FIG. 1 is a schematic diagram of an exemplary drilling system 100 that includes a drill string having a drilling assembly attached to its bottom end that includes a steering unit according to one embodiment of the disclosure. FIG. 1 shows a drill string 120 that includes a drilling assembly or bottom hole assembly (BHA) 190 conveyed in a borehole 126. The drilling system 100 includes a conventional derrick 111 erected on a platform or floor 112 which supports a rotary table 114 that is rotated by a prime mover, such as an electric motor (not shown), at a desired rotational speed. A tubing (such as jointed drill pipe) 122, having the drilling assembly 190, attached at its bottom end extends from the surface to the bottom 151 of the borehole 126. A drill bit 150, attached to drilling assembly 190, disintegrates the geological formations when it is rotated to drill the borehole 126. The drill string 120 is coupled to a draw works 130 via a Kelly joint 121, swivel 128 and line 129 through a pulley. Drawworks 130 is operated to control the weight on bit ("WOB"). The drill string 120 may be rotated by a top drive (not shown) instead of by the prime mover and the rotary table 114. Alternatively, a coiled-tubing may be used as the tubing 122. A tubing injector 114a may be used to convey the coiled-tubing having the drilling assembly attached to its bottom end. The operations of the drawworks 130 and the tubing injector 114a are known in the art and are thus not described in detail herein.

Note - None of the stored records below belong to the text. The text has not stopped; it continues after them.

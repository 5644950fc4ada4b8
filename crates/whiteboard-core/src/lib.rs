//! Whiteboard Core Library
//!
//! Tool selection, the pointer-gesture state machine and the element model of
//! a vector whiteboard. Rendering and stroke smoothing live elsewhere and are
//! reached through the traits in [`outline`].

pub mod board;
pub mod config;
pub mod error;
pub mod outline;
pub mod shapes;
pub mod tools;

pub use board::{Action, Board, BoardState, GestureState, reduce};
pub use config::BoardConfig;
pub use error::{BoardError, BoardResult};
pub use outline::{
    CenterlineOutliner, OutlinePipeline, OutlinePolygon, PathSerializer, QuadraticPathSerializer,
    RenderablePath, StrokeOutliner,
};
pub use shapes::{
    Anchors, DEFAULT_STROKE_WIDTH, Element, ElementBody, ElementId, SerializableColor, Stroke,
    StyleAttributes,
};
pub use tools::ToolKind;
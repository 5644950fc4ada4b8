//! Board configuration.

use crate::shapes::StyleAttributes;
use crate::tools::ToolKind;
use serde::{Deserialize, Serialize};

/// Settings applied when a board session starts.
#[derive(Debug, Clone, PartialEq, Default, Serialize, Deserialize)]
#[serde(default)]
pub struct BoardConfig {
    /// Tool selected before the user picks one.
    pub initial_tool: ToolKind,
    /// Style used by callers that have no palette state of their own.
    pub default_style: StyleAttributes,
}
//! Element construction from a tool kind and two anchors.

use super::{Anchors, Element, ElementBody, ElementId, Stroke, StyleAttributes};
use crate::outline::OutlinePipeline;
use crate::tools::ToolKind;

/// Build an element of `kind`.
///
/// Shape kinds keep the anchors verbatim. Freehand elements are seeded with the
/// start anchor only and get their first outline from `pipeline`.
pub fn create_element(
    id: ElementId,
    kind: ToolKind,
    anchors: Anchors,
    style: StyleAttributes,
    pipeline: &OutlinePipeline,
) -> Element {
    let body = match kind {
        ToolKind::Line | ToolKind::Rectangle | ToolKind::Ellipse | ToolKind::Arrow => {
            ElementBody::Anchors(anchors)
        }
        ToolKind::Freehand => ElementBody::Stroke(Stroke::seeded(anchors.start(), pipeline)),
    };

    Element {
        id,
        kind,
        style,
        body,
    }
}
//! Element definitions for the whiteboard.

mod anchors;
pub mod factory;
pub mod freehand;

pub use anchors::Anchors;
pub use factory::create_element;
pub use freehand::{Stroke, append_point};

use crate::tools::ToolKind;
use kurbo::Rect;
use peniko::Color;
use serde::{Deserialize, Serialize};
use std::num::NonZeroU32;

/// Serializable color representation (RGBA8).
#[derive(Debug, Clone, Copy, PartialEq, Eq, Serialize, Deserialize)]
pub struct SerializableColor {
    pub r: u8,
    pub g: u8,
    pub b: u8,
    pub a: u8,
}

impl SerializableColor {
    /// Create a color from RGBA components.
    pub fn new(r: u8, g: u8, b: u8, a: u8) -> Self {
        Self { r, g, b, a }
    }

    /// Opaque black.
    pub fn black() -> Self {
        Self::new(0, 0, 0, 255)
    }

    /// Opaque white.
    pub fn white() -> Self {
        Self::new(255, 255, 255, 255)
    }
}

impl From<Color> for SerializableColor {
    fn from(color: Color) -> Self {
        let rgba = color.to_rgba8();
        Self {
            r: rgba.r,
            g: rgba.g,
            b: rgba.b,
            a: rgba.a,
        }
    }
}

impl From<SerializableColor> for Color {
    fn from(color: SerializableColor) -> Self {
        Color::from_rgba8(color.r, color.g, color.b, color.a)
    }
}

/// Stroke width used when none is configured.
pub const DEFAULT_STROKE_WIDTH: NonZeroU32 = NonZeroU32::MIN.saturating_add(1);

/// Style attributes captured when a gesture starts.
#[derive(Debug, Clone, PartialEq, Serialize, Deserialize)]
pub struct StyleAttributes {
    pub stroke_color: SerializableColor,
    /// Fill color (None = no fill).
    pub fill_color: Option<SerializableColor>,
    pub stroke_width: NonZeroU32,
}

impl StyleAttributes {
    /// Get the stroke color as a peniko Color.
    pub fn stroke(&self) -> Color {
        self.stroke_color.into()
    }

    /// Get the fill color as a peniko Color.
    pub fn fill(&self) -> Option<Color> {
        self.fill_color.map(|c| c.into())
    }
}

impl Default for StyleAttributes {
    fn default() -> Self {
        Self {
            stroke_color: SerializableColor::black(),
            fill_color: None,
            stroke_width: DEFAULT_STROKE_WIDTH,
        }
    }
}

/// Element identifier: the element's index in the collection when it was
/// created. Never reused within a session.
pub type ElementId = usize;

/// Geometry of an element. Which variant is valid depends on the element kind.
#[derive(Debug, Clone, PartialEq, Serialize, Deserialize)]
pub enum ElementBody {
    /// Two anchors, used by line, rectangle, ellipse and arrow.
    Anchors(Anchors),
    /// Sample points plus outline, used by freehand.
    Stroke(Stroke),
}

/// A drawn element.
#[derive(Debug, Clone, PartialEq, Serialize, Deserialize)]
pub struct Element {
    pub id: ElementId,
    pub kind: ToolKind,
    pub style: StyleAttributes,
    pub body: ElementBody,
}

impl Element {
    /// Anchors of a shape element, `None` for freehand.
    pub fn anchors(&self) -> Option<&Anchors> {
        match &self.body {
            ElementBody::Anchors(anchors) => Some(anchors),
            ElementBody::Stroke(_) => None,
        }
    }

    /// Stroke of a freehand element, `None` for shapes.
    pub fn stroke(&self) -> Option<&Stroke> {
        match &self.body {
            ElementBody::Stroke(stroke) => Some(stroke),
            ElementBody::Anchors(_) => None,
        }
    }

    /// Whether the body is the one the kind calls for.
    pub fn is_well_formed(&self) -> bool {
        matches!(
            (self.kind.is_shape(), &self.body),
            (true, ElementBody::Anchors(_)) | (false, ElementBody::Stroke(_))
        )
    }

    /// Axis-aligned bounds in canvas coordinates.
    ///
    /// Anchors are stored as given; the bounds are normalized so renderers
    /// can use them directly even when the end anchor lies above or left of
    /// the start anchor.
    pub fn bounds(&self) -> Rect {
        match &self.body {
            ElementBody::Anchors(anchors) => anchors.bounds(),
            ElementBody::Stroke(stroke) => stroke.bounds(),
        }
    }
}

A suitable drilling fluid 131 (also referred to as the "mud") from a source 132 thereof, such as a mud pit, is circulated under pressure through the drill string 120 by a mud pump 134. The drilling fluid 131 passes from the mud pump 134 into the drill string 120 via a desurger 136 and the fluid line 138. The drilling fluid 131a from the drilling tubular discharges at the borehole bottom 151 through openings in the drill bit 150. The returning drilling fluid 131b circulates uphole through the annular space 127 between the drill string 120 and the borehole 126 and returns to the mud pit 132 via a return line 135 and drill cutting screen 185 that removes the drill cuttings 186 from the returning drilling fluid 131b. A sensor Si in line 138 provides information about the fluid flow rate. A surface torque sensor S2 and a sensor S3 associated with the drill string 120 respectively provide information about the torque and the rotational speed of the drill string 120. Tubing injection speed is determined from the sensor S5, while the sensor S6 provides the hook load of the drill string 120.
In some applications, the drill bit 150 is rotated by only rotating the drill pipe
122. However, in many other applications, a downhole motor 155 (mud motor) disposed in the drilling assembly 190 also rotates the drill bit 150. The rate of penetration (ROP) for a given BHA largely depends on the WOB or the thrust force on the drill bit 150 and its rotational speed.
The mud motor 155 is coupled to the drill bit 150 via a drive shaft disposed in a bearing assembly 157. The mud motor 155 rotates the drill bit 150 when the drilling fluid 131 passes through the mud motor 155 under pressure. The bearing assembly 157, in one aspect, supports the radial and axial forces of the drill bit 150, the down- thrust of the mud motor 155 and the reactive upward loading from the applied weight- on-bit.
A surface control unit or controller 140 receives signals from the downhole sensors and devices via a sensor 143 placed in the fluid line 138 and signals from sensors Si-Se and other sensors used in the system 100 and processes such signals according to programmed instructions provided to the surface control unit 140. The surface control unit 140 displays desired drilling parameters and other information on a display/monitor 141 that is utilized by an operator to control the drilling operations. The surface control unit 140 may be a computer-based unit that may include a processor 142 (such as a microprocessor), a storage device 144, such as a solid-state memory, tape or hard disc, and one or more computer programs 146 in the storage device 144 that are accessible to the processor 142 for executing instructions contained in such programs. The surface control unit 140 may further communicate with a remote control unit 148. The surface control unit 140 may process data relating to the drilling operations, data from the sensors and devices on the surface, data received from downhole, and may control one or more operations of the downhole and surface devices. The data may be transmitted in analog or digital form.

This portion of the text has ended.